Biomolecular structures allow us to understand the molecular nature of healthy cells and treat the underlying molecular causes of disease. Our cells contain thousands of molecules that must all work in concert to keep us healthy. When any of these molecules fails, or when a poison or pathogenic organism attacks these molecules, it may cause disease. Our bodies have many defenses against disease, and medical science has developed powerful drugs to assist these defenses.

Drugs are artificial molecules that we use to modify the function of molecules in cells. Antibiotic drugs specifically attack molecules in pathogens, killing them and stopping infection. Other drugs bind to our own molecules, stopping pain, lowering blood pressure, or making other useful medical changes.

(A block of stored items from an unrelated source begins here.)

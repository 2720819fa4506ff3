use actix_web::{get, HttpResponse};

#[get("/health")]
pub async fn health_check() -> HttpResponse {
    HttpResponse::Ok().json(serde_json::json!({ "ok": true }))
}
use std::{
    collections::VecDeque,
    sync::{
        atomic::{AtomicUsize, Ordering},
        Arc, Mutex,
    },
};

use actix_web::{http::StatusCode, test, web, App};
use async_trait::async_trait;
use secrecy::SecretString;
use serde_json::{json, Value};

use afaq_ai_server::{
    app_state::AppState,
    config::Config,
    handlers,
    services::{
        completion_client::{CompletionClient, CompletionError},
        prompt_builder::PromptPair,
    },
};

/// Completion client that replays queued answers and counts calls.
struct ScriptedClient {
    configured: bool,
    responses: Mutex<VecDeque<Result<Value, CompletionError>>>,
    calls: AtomicUsize,
}

impl ScriptedClient {
    fn new(responses: Vec<Result<Value, CompletionError>>) -> Arc<Self> {
        Arc::new(Self {
            configured: true,
            responses: Mutex::new(responses.into()),
            calls: AtomicUsize::new(0),
        })
    }

    fn unconfigured() -> Arc<Self> {
        Arc::new(Self {
            configured: false,
            responses: Mutex::new(VecDeque::new()),
            calls: AtomicUsize::new(0),
        })
    }

    fn calls(&self) -> usize {
        self.calls.load(Ordering::SeqCst)
    }
}

#[async_trait]
impl CompletionClient for ScriptedClient {
    fn is_configured(&self) -> bool {
        self.configured
    }

    async fn complete(&self, _prompt: &PromptPair) -> Result<Value, CompletionError> {
        self.calls.fetch_add(1, Ordering::SeqCst);
        self.responses
            .lock()
            .expect("responses lock")
            .pop_front()
            .unwrap_or(Err(CompletionError::EmptyResponse))
    }
}

fn test_config() -> Config {
    Config {
        openai_api_key: Some(SecretString::from("sk-test".to_string())),
        openai_model: "gpt-4o-mini".to_string(),
        openai_base_url: None,
        api_token: None,
        cors_allowed_origins: None,
        web_server_host: "127.0.0.1".to_string(),
        web_server_port: 4000,
    }
}

macro_rules! app_with {
    ($config:expr, $client:expr) => {
        test::init_service(
            App::new()
                .app_data(web::Data::new(AppState::with_client($config, $client.clone())))
                .configure(handlers::configure),
        )
        .await
    };
}

fn quiz_payload(title: &str) -> Value {
    let question = json!({
        "question": "ما ناتج ٥ × ٦؟",
        "options": ["٢٥", "٣٠", "٣٥", "٤٠"],
        "correctAnswer": 1
    });
    json!({
        "title": title,
        "questions": [question.clone(), question.clone(), question.clone(), question.clone(), question]
    })
}

#[actix_web::test]
async fn every_ai_endpoint_is_unavailable_without_credential() {
    let client = ScriptedClient::unconfigured();
    let app = app_with!(test_config(), client);

    let cases = [
        ("/ai/plan", json!({ "level": "beginner", "preferences": {} })),
        ("/ai/flashcards", json!({ "moduleId": "m1" })),
        ("/ai/quiz", json!({ "moduleId": "m1" })),
        ("/ai/final-exam", json!({ "planId": "p1" })),
        ("/ai/module-content", json!({ "moduleId": "m1" })),
    ];

    for (uri, body) in cases {
        let req = test::TestRequest::post().uri(uri).set_json(body).to_request();
        let resp = test::call_service(&app, req).await;
        assert_eq!(resp.status(), StatusCode::SERVICE_UNAVAILABLE, "{uri}");
    }

    assert_eq!(client.calls(), 0);
}

#[actix_web::test]
async fn health_is_ok_even_without_credential() {
    let client = ScriptedClient::unconfigured();
    let app = app_with!(test_config(), client);

    let req = test::TestRequest::get().uri("/health").to_request();
    let resp = test::call_service(&app, req).await;

    assert_eq!(resp.status(), StatusCode::OK);
    let body: Value = test::read_body_json(resp).await;
    assert_eq!(body, json!({ "ok": true }));
}

#[actix_web::test]
async fn plan_with_missing_fields_never_reaches_the_model() {
    let client = ScriptedClient::new(vec![]);
    let app = app_with!(test_config(), client);

    for body in [
        json!({ "preferences": { "goals": [] } }),
        json!({ "level": "beginner" }),
        json!({}),
    ] {
        let req = test::TestRequest::post()
            .uri("/ai/plan")
            .set_json(body)
            .to_request();
        let resp = test::call_service(&app, req).await;
        assert_eq!(resp.status(), StatusCode::BAD_REQUEST);
    }

    assert_eq!(client.calls(), 0);
}

#[actix_web::test]
async fn quiz_missing_questions_is_unavailable() {
    let client = ScriptedClient::new(vec![Ok(json!({ "title": "اختبار ناقص" }))]);
    let app = app_with!(test_config(), client);

    let req = test::TestRequest::post()
        .uri("/ai/quiz")
        .set_json(json!({ "moduleId": "algebra" }))
        .to_request();
    let resp = test::call_service(&app, req).await;

    assert_eq!(resp.status(), StatusCode::SERVICE_UNAVAILABLE);
    assert_eq!(client.calls(), 1);
}

#[actix_web::test]
async fn well_formed_quiz_is_passed_through() {
    let payload = quiz_payload("اختبار الضرب");
    let client = ScriptedClient::new(vec![Ok(payload.clone())]);
    let app = app_with!(test_config(), client);

    let req = test::TestRequest::post()
        .uri("/ai/quiz")
        .set_json(json!({ "moduleId": "algebra", "topic": "الضرب" }))
        .to_request();
    let resp = test::call_service(&app, req).await;

    assert_eq!(resp.status(), StatusCode::OK);
    let body: Value = test::read_body_json(resp).await;
    assert_eq!(body, payload);
}

#[actix_web::test]
async fn flashcards_are_reindexed_sequentially() {
    let client = ScriptedClient::new(vec![Ok(json!({
        "flashcards": [
            { "id": "z9", "front": "ما الخلية؟", "back": "وحدة بناء الكائن الحي" },
            { "id": "z9", "front": "ما النواة؟", "back": "مركز التحكم في الخلية" },
            { "id": 42, "front": "ما الميتوكوندريا؟", "back": "مصنع الطاقة" }
        ]
    }))]);
    let app = app_with!(test_config(), client);

    let req = test::TestRequest::post()
        .uri("/ai/flashcards")
        .set_json(json!({ "moduleId": "biology-1" }))
        .to_request();
    let resp = test::call_service(&app, req).await;

    assert_eq!(resp.status(), StatusCode::OK);
    let body: Value = test::read_body_json(resp).await;
    let ids: Vec<&str> = body
        .as_array()
        .expect("bare array")
        .iter()
        .filter_map(|card| card["id"].as_str())
        .collect();
    assert_eq!(ids, vec!["1", "2", "3"]);
}

#[actix_web::test]
async fn module_content_with_empty_slides_is_unavailable() {
    let client = ScriptedClient::new(vec![Ok(json!({ "title": "الكيمياء", "slides": [] }))]);
    let app = app_with!(test_config(), client);

    let req = test::TestRequest::post()
        .uri("/ai/module-content")
        .set_json(json!({ "moduleId": "chem-1" }))
        .to_request();
    let resp = test::call_service(&app, req).await;

    assert_eq!(resp.status(), StatusCode::SERVICE_UNAVAILABLE);
}

#[actix_web::test]
async fn repeated_requests_are_not_cached() {
    let client = ScriptedClient::new(vec![
        Ok(quiz_payload("النسخة الأولى")),
        Ok(quiz_payload("النسخة الثانية")),
    ]);
    let app = app_with!(test_config(), client);

    let mut titles = Vec::new();
    for _ in 0..2 {
        let req = test::TestRequest::post()
            .uri("/ai/quiz")
            .set_json(json!({ "moduleId": "algebra" }))
            .to_request();
        let resp = test::call_service(&app, req).await;
        assert_eq!(resp.status(), StatusCode::OK);
        let body: Value = test::read_body_json(resp).await;
        titles.push(body["title"].clone());
    }

    assert_eq!(client.calls(), 2);
    assert_ne!(titles[0], titles[1]);
}

#[actix_web::test]
async fn concurrent_requests_each_call_the_model() {
    let client = ScriptedClient::new(vec![
        Ok(quiz_payload("أ")),
        Ok(quiz_payload("ب")),
        Ok(quiz_payload("ج")),
    ]);
    let app = app_with!(test_config(), client);

    let request = || {
        test::TestRequest::post()
            .uri("/ai/quiz")
            .set_json(json!({ "moduleId": "algebra" }))
            .to_request()
    };

    let (a, b, c) = tokio::join!(
        test::call_service(&app, request()),
        test::call_service(&app, request()),
        test::call_service(&app, request()),
    );

    assert!(a.status().is_success());
    assert!(b.status().is_success());
    assert!(c.status().is_success());
    assert_eq!(client.calls(), 3);
}

#[actix_web::test]
async fn upstream_failure_is_unavailable_and_server_keeps_serving() {
    let client = ScriptedClient::new(vec![
        Err(CompletionError::Upstream("rate limited".to_string())),
        Ok(json!({ "plans": [{ "title": "خطة جديدة" }] })),
    ]);
    let app = app_with!(test_config(), client);

    let body = json!({ "level": "beginner", "preferences": { "studyDays": ["sat"] } });

    let req = test::TestRequest::post()
        .uri("/ai/plan")
        .set_json(body.clone())
        .to_request();
    let resp = test::call_service(&app, req).await;
    assert_eq!(resp.status(), StatusCode::SERVICE_UNAVAILABLE);
    let err: Value = test::read_body_json(resp).await;
    assert_eq!(err["error"], "Failed to generate plan");

    let req = test::TestRequest::post()
        .uri("/ai/plan")
        .set_json(body)
        .to_request();
    let resp = test::call_service(&app, req).await;
    assert_eq!(resp.status(), StatusCode::OK);
    let plans: Value = test::read_body_json(resp).await;
    assert_eq!(plans[0]["title"], "خطة جديدة");
    assert_eq!(plans[0]["level"], "beginner");
}

#[actix_web::test]
async fn api_token_guards_ai_routes_but_not_health() {
    let config = Config {
        api_token: Some(SecretString::from("afaq-token".to_string())),
        ..test_config()
    };
    let client = ScriptedClient::new(vec![Ok(quiz_payload("اختبار"))]);
    let app = app_with!(config, client);

    let req = test::TestRequest::post()
        .uri("/ai/quiz")
        .set_json(json!({ "moduleId": "algebra" }))
        .to_request();
    let resp = test::call_service(&app, req).await;
    assert_eq!(resp.status(), StatusCode::UNAUTHORIZED);
    assert_eq!(client.calls(), 0);

    let req = test::TestRequest::get().uri("/health").to_request();
    let resp = test::call_service(&app, req).await;
    assert_eq!(resp.status(), StatusCode::OK);

    let req = test::TestRequest::post()
        .uri("/ai/quiz")
        .insert_header(("Authorization", "Bearer afaq-token"))
        .set_json(json!({ "moduleId": "algebra" }))
        .to_request();
    let resp = test::call_service(&app, req).await;
    assert_eq!(resp.status(), StatusCode::OK);
    assert_eq!(client.calls(), 1);
}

Scroll to a Molecule of the Month Feature in this subcategory:

  • Actinomycin


    Cells are master chemists, and many times the search for medical compounds begins by looking to nature. Many antibiotics have been found by studying the constant warfare between bacteria and fungi, and isolating the toxic molecules that they build to protect themselves. Actinomycin is the first natural antibiotic discovered that has anti-cancer activity. It was discovered in the bacterium Streptomyces antibioticus in 1940. Unfortunately, it is too toxic for general use, killing cancer cells but also poisoning the patient, but related molecules have subsequently been discovered, and are now widely used for cancer chemotherapy.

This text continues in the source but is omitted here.